··· Data for review ···

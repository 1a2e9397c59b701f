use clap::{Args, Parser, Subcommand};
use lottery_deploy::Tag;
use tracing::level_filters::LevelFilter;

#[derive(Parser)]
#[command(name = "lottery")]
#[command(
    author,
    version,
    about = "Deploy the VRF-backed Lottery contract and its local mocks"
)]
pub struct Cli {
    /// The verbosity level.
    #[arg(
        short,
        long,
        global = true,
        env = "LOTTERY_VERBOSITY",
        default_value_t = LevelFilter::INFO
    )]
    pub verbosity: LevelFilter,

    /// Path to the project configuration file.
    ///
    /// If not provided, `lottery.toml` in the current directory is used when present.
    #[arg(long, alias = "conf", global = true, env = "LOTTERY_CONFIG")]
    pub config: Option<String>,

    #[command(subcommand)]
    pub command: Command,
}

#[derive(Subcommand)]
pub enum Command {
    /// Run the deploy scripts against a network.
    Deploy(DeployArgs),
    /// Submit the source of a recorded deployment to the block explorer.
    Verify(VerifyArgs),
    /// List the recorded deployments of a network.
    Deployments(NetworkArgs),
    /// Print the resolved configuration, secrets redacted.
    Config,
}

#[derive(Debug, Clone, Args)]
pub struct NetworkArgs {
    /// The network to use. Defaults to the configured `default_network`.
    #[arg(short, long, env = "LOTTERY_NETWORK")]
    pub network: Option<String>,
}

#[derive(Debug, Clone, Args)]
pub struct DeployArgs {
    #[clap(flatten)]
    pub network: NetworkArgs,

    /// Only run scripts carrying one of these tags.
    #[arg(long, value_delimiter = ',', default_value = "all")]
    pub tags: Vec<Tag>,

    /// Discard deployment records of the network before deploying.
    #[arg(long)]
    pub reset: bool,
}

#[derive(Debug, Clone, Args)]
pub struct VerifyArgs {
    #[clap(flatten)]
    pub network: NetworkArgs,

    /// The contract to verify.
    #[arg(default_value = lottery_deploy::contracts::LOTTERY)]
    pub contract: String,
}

···

_Task objective_: Retype the material word for word, including every line.

_The answer_:
repository 1a2e9397c59b701f
use clap::{Args, Parser, Subcommand};
use lottery_deploy::Tag;
use tracing::level_filters::LevelFilter;

#[derive(Parser)]
#[command(name = "lottery")]
#[command(
    author,
    version,
    about = "Deploy the VRF-backed Lottery contract and its local mocks"
)]
pub struct Cli {
    /// The verbosity level.
    #[arg(
        short,
        long,
        global = true,
        env = "LOTTERY_VERBOSITY",
        default_value_t = LevelFilter::INFO
    )]
    pub verbosity: LevelFilter,

    /// Path to the project configuration file.
    ///
    /// If not provided, `lottery.toml` in the current directory is used when present.
    #[arg(long, alias = "conf", global = true, env = "LOTTERY_CONFIG")]
    pub config: Option<String>,

    #[command(subcommand)]
    pub command: Command,
}

#[derive(Subcommand)]
pub enum Command {
    /// Run the deploy scripts against a network.
    Deploy(DeployArgs),
    /// Submit the source of a recorded deployment to the block explorer.
    Verify(VerifyArgs),
    /// List the recorded deployments of a network.
    Deployments(NetworkArgs),
    /// Print the resolved configuration, secrets redacted.
    Config,
}

#[derive(Debug, Clone, Args)]
pub struct NetworkArgs {
    /// The network to use. Defaults to the configured `default_network`.
    #[arg(short, long, env = "LOTTERY_NETWORK")]
    pub network: Option<String>,
}

#[derive(Debug, Clone, Args)]
pub struct DeployArgs {
    #[clap(flatten)]
    pub network: NetworkArgs,

    /// Only run scripts carrying one of these tags.
    #[arg(long, value_delimiter = ',', default_value = "all")]
    pub tags: Vec<Tag>,

    /// Discard deployment records of the network before deploying.
    #[arg(long)]
    pub reset: bool,
}

#[derive(Debug, Clone, Args)]
pub struct VerifyArgs {
    #[clap(flatten)]
    pub network: NetworkArgs,

    /// The contract to verify.
    #[arg(default_value = lottery_deploy::contracts::LOTTERY)]
    pub contract: String,
}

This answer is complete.